A la rentrée de septembre 1953 nous n'étions que six élèves dans la petite école privée de notre village, dont ma sœur, qui avait un peu plus de deux ans, et moi qui en avais quatre.

Tous les enfants rêveraient de fréquenter une telle école hébergée dans une villa, Les Buissonnets. Après avoir franchi la grille, nous traversions un terrain planté de grands arbres, peut-être des tilleuls. A droite de l'enclos était tapie la maisonnette de la gardienne des lieux, Babette. Pour accéder jusqu'à notre classe, il fallait grimper la dizaine de marches du perron, puis longer un couloir et entrer dans la pièce à gauche. Notre institutrice, que nous appelons avec révérence Chère Soeur, nous y accueillit. A travers les fenêtres nous pouvions contempler les pelouses sous la ramure, cernées de buissons et de taillis. Les jours de pluie nous descendions jouer dans l'entresol où nous attendaient trottinettes, tricycles et jeux divers.

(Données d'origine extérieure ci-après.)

use ndarray::{ArrayView1, ArrayViewD, CowArray, Ix2};

use crate::{MlErr, Result};

/// Class scores flattened to one row per label position.
pub(crate) struct ClassRows<'a> {
    pub scores: CowArray<'a, f32, Ix2>,
    pub labels: Vec<i64>,
}

/// Lines up the labels with the rows of scores predicted for them.
///
/// # Arguments
/// * `y_true` - The labels, any shape with one element per predicted position.
/// * `y_pred` - The predictions, classes on the last axis.
///
/// # Returns
/// The scores reshaped to `(positions, classes)` together with the flattened labels.
pub(crate) fn class_rows<'a>(
    y_true: &ArrayViewD<'_, i64>,
    y_pred: &'a ArrayViewD<'_, f32>,
) -> Result<ClassRows<'a>> {
    let num_classes = y_pred.shape().last().copied().unwrap_or(0);
    if num_classes == 0 {
        return Err(MlErr::SizeMismatch {
            what: "prediction classes",
            got: 0,
            expected: 1,
        });
    }

    let rows = y_pred.len() / num_classes;
    if y_true.len() != rows {
        return Err(MlErr::SizeMismatch {
            what: "labels",
            got: y_true.len(),
            expected: rows,
        });
    }

    let scores = y_pred
        .to_shape((rows, num_classes))
        .map_err(|_| MlErr::SizeMismatch {
            what: "predictions",
            got: y_pred.len(),
            expected: rows * num_classes,
        })?;

    Ok(ClassRows {
        scores,
        labels: y_true.iter().copied().collect(),
    })
}

/// Returns the index of the highest score, the first one on ties.
pub(crate) fn argmax(row: ArrayView1<'_, f32>) -> usize {
    row.iter()
        .enumerate()
        .fold((0, f32::NEG_INFINITY), |(best, max), (i, &v)| {
            if v > max { (i, v) } else { (best, max) }
        })
        .0
}
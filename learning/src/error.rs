use std::{
    error::Error,
    fmt::{self, Display},
};

use crate::tensor::TensorSpec;

/// The result type used in the entire learning module.
pub type Result<T> = std::result::Result<T, MlErr>;

/// The learning module's error type.
#[derive(Debug)]
pub enum MlErr {
    SizeMismatch {
        what: &'static str,
        got: usize,
        expected: usize,
    },
    SpecMismatch {
        what: &'static str,
        got: TensorSpec,
        expected: TensorSpec,
    },
    LabelOutOfRange {
        label: i64,
        num_classes: usize,
    },
    UnknownClient {
        id: String,
    },
    MissingLocalOutput {
        name: &'static str,
    },
    Collaborator {
        what: &'static str,
        source: Box<dyn Error + Send + Sync>,
    },
}

impl MlErr {
    /// Wraps an error raised by an external collaborator (a network, a provider, a process).
    ///
    /// # Arguments
    /// * `what` - The collaborator that failed.
    /// * `source` - The originating error.
    ///
    /// # Returns
    /// A new `MlErr::Collaborator`.
    pub fn collaborator<E>(what: &'static str, source: E) -> Self
    where
        E: Into<Box<dyn Error + Send + Sync>>,
    {
        Self::Collaborator {
            what,
            source: source.into(),
        }
    }
}

impl Display for MlErr {
    fn fmt(&self, f: &mut fmt::Formatter<'_>) -> fmt::Result {
        match self {
            MlErr::SizeMismatch {
                what,
                got,
                expected,
            } => write!(
                f,
                "There's a size mismatch in {what}, got {got} and expected {expected}"
            ),
            MlErr::SpecMismatch {
                what,
                got,
                expected,
            } => write!(
                f,
                "The {what} does not match its spec, got {got} and expected {expected}"
            ),
            MlErr::LabelOutOfRange { label, num_classes } => write!(
                f,
                "Label {label} is out of range for {num_classes} classes"
            ),
            MlErr::UnknownClient { id } => write!(f, "There's no client with id {id:?}"),
            MlErr::MissingLocalOutput { name } => {
                write!(f, "The local outputs have no {name:?} entry")
            }
            MlErr::Collaborator { what, source } => write!(f, "The {what} failed: {source}"),
        }
    }
}

impl Error for MlErr {
    fn source(&self) -> Option<&(dyn Error + 'static)> {
        match self {
            MlErr::Collaborator { source, .. } => Some(source.as_ref()),
            _ => None,
        }
    }
}
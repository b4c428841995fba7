pub mod arch;
pub mod dataset;
pub mod error;
pub mod metrics;
pub mod model;
pub mod process;
mod scores;
pub mod tensor;

pub use dataset::{ClientData, Dataset, InMemoryClientData};
pub use error::{MlErr, Result};
pub use model::{BatchOutput, LearningModel, LocalOutputs, Metrics, ModelFactory};
pub use process::{ClientWeightFn, IterativeProcess, IterativeProcessBuilder, ServerState};
pub use tensor::{Batch, DType, ElementSpec, Tensor, TensorSpec};
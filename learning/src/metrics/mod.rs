mod accuracy;
mod counters;
mod metric;

pub use accuracy::{MaskedCategoricalAccuracy, SparseCategoricalAccuracy};
pub use counters::{NumBatchesCounter, NumExamplesCounter, NumTokensCounter};
pub use metric::{Metric, MetricSpec};
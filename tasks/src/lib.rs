pub mod config;
pub mod emnist;
pub mod error;
pub mod shakespeare;
pub mod specs;
pub mod training_utils;

pub use config::{ExperimentConfig, TaskConfig, TaskDatasets};
pub use error::{Result, TaskErr};
pub use specs::{RunnerSpec, TaskSpec};
pub use training_utils::{ClientDatasetsFn, EvaluateFn, ValidationFn};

De ce temps lointain ma mémoire a gardé l'empreinte profonde de la première rencontre avec le milieu scolaire. Des odeurs, surtout. Celles mêlées des crayons de bois, du papier des livres neufs et de la cire du plancher. Je me souviens d'une ambiance paisible, gaie, sous la houlette souriante et ferme de notre institutrice. Plusieurs traits me frappèrent aussitôt chez la Chère Soeur : une grosse tête, des sourcils noirs épais et des grands yeux foncés.